:: EXERCISE INSTRUCTIONS ::
The line containing "fn backoff_delay(attempt: u32)" and every line after it, through the last line of the records, are to be transcribed exactly, and nothing else.

(Saved entries)
- - -

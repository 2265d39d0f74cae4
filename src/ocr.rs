use std::path::Path;
use std::time::Duration;

use base64::{engine::general_purpose::STANDARD, Engine};
use serde_json::{json, Value};
use tracing::{debug, warn};

use crate::settings::Settings;

const REQUEST_TIMEOUT: Duration = Duration::from_secs(30);
const BASE_BACKOFF_MS: u64 = 1000;
const MAX_BACKOFF: Duration = Duration::from_secs(60);

#[derive(Debug, thiserror::Error)]
pub enum OcrError {
    #[error("OCR API key is not configured (set CARDSCAN_OCR_API_KEY)")]
    MissingApiKey,
    #[error("failed to read image: {0}")]
    Io(#[from] std::io::Error),
    #[error("OCR request failed: {0}")]
    Request(#[from] reqwest::Error),
    #[error("OCR service returned HTTP {status}: {body}")]
    Http { status: u16, body: String },
    #[error("OCR service error {code}: {message}")]
    Api { code: i64, message: String },
    #[error("no text detected")]
    NoTextDetected,
}

impl OcrError {
    fn is_retryable(&self) -> bool {
        match self {
            OcrError::Http { status, .. } => *status == 429 || *status >= 500,
            OcrError::Request(e) => e.is_timeout() || e.is_connect(),
            _ => false,
        }
    }
}

/// Text-detection client for a Vision-style `images:annotate` endpoint.
pub struct OcrClient {
    http: reqwest::Client,
    endpoint: String,
    api_key: String,
    language_hints: Vec<String>,
    max_retries: u32,
}

impl OcrClient {
    pub fn from_settings(settings: &Settings) -> Result<Self, OcrError> {
        let api_key = settings
            .ocr_api_key
            .clone()
            .filter(|k| !k.trim().is_empty())
            .ok_or(OcrError::MissingApiKey)?;
        let http = reqwest::Client::builder().timeout(REQUEST_TIMEOUT).build()?;
        Ok(Self {
            http,
            endpoint: settings.ocr_endpoint.clone(),
            api_key,
            language_hints: settings.ocr_language_hints.clone(),
            max_retries: settings.max_retries,
        })
    }

    pub async fn detect_text_in_file(&self, path: &Path) -> Result<String, OcrError> {
        let image = tokio::fs::read(path).await?;
        self.detect_text(&image).await
    }

    /// Full detected text of the image, or `NoTextDetected` if the service found none.
    pub async fn detect_text(&self, image: &[u8]) -> Result<String, OcrError> {
        let body = annotate_request(image, &self.language_hints);
        let mut attempt = 0;
        loop {
            match self.annotate(&body).await {
                Ok(response) => return parse_annotate_response(&response),
                Err(e) if e.is_retryable() && attempt < self.max_retries => {
                    let backoff = backoff_delay(attempt);
                    warn!(
                        "OCR request failed ({}), attempt {}/{}, backing off {:.1}s",
                        e,
                        attempt + 1,
                        self.max_retries,
                        backoff.as_secs_f64()
                    );
                    tokio::time::sleep(backoff).await;
                    attempt += 1;
                }
                Err(e) => return Err(e),
            }
        }
    }

    async fn annotate(&self, body: &Value) -> Result<Value, OcrError> {
        let resp = self
            .http
            .post(&self.endpoint)
            .query(&[("key", &self.api_key)])
            .json(body)
            .send()
            .await?;
        let status = resp.status();
        if !status.is_success() {
            return Err(OcrError::Http {
                status: status.as_u16(),
                body: resp.text().await.unwrap_or_default(),
            });
        }
        Ok(resp.json().await?)
    }
}

fn annotate_request(image: &[u8], language_hints: &[String]) -> Value {
    json!({
        "requests": [{
            "image": { "content": STANDARD.encode(image) },
            "features": [{ "type": "TEXT_DETECTION" }],
            "imageContext": { "languageHints": language_hints }
        }]
    })
}

/// Pull the full text out of an annotate response. Bounding boxes are ignored.
fn parse_annotate_response(response: &Value) -> Result<String, OcrError> {
    let first = &response["responses"][0];
    if let Some(err) = first.get("error") {
        return Err(OcrError::Api {
            code: err["code"].as_i64().unwrap_or_default(),
            message: err["message"].as_str().unwrap_or_default().to_string(),
        });
    }

    let text = first["fullTextAnnotation"]["text"]
        .as_str()
        .or_else(|| first["textAnnotations"][0]["description"].as_str())
        .map(str::trim)
        .filter(|t| !t.is_empty())
        .ok_or(OcrError::NoTextDetected)?;
    debug!(chars = text.len(), "OCR text detected");
    Ok(text.to_string())
}

/// Exponential backoff, capped at `MAX_BACKOFF`.
fn backoff_delay(attempt: u32) -> Duration {
    let millis = BASE_BACKOFF_MS.saturating_mul(2u64.saturating_pow(attempt));
    Duration::from_millis(millis).min(MAX_BACKOFF)
}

- - -

:: ANSWER FOR THIS EXERCISE ::
fn backoff_delay(attempt: u32) -> Duration {
    let millis = BASE_BACKOFF_MS.saturating_mul(2u64.saturating_pow(attempt));
    Duration::from_millis(millis).min(MAX_BACKOFF)
}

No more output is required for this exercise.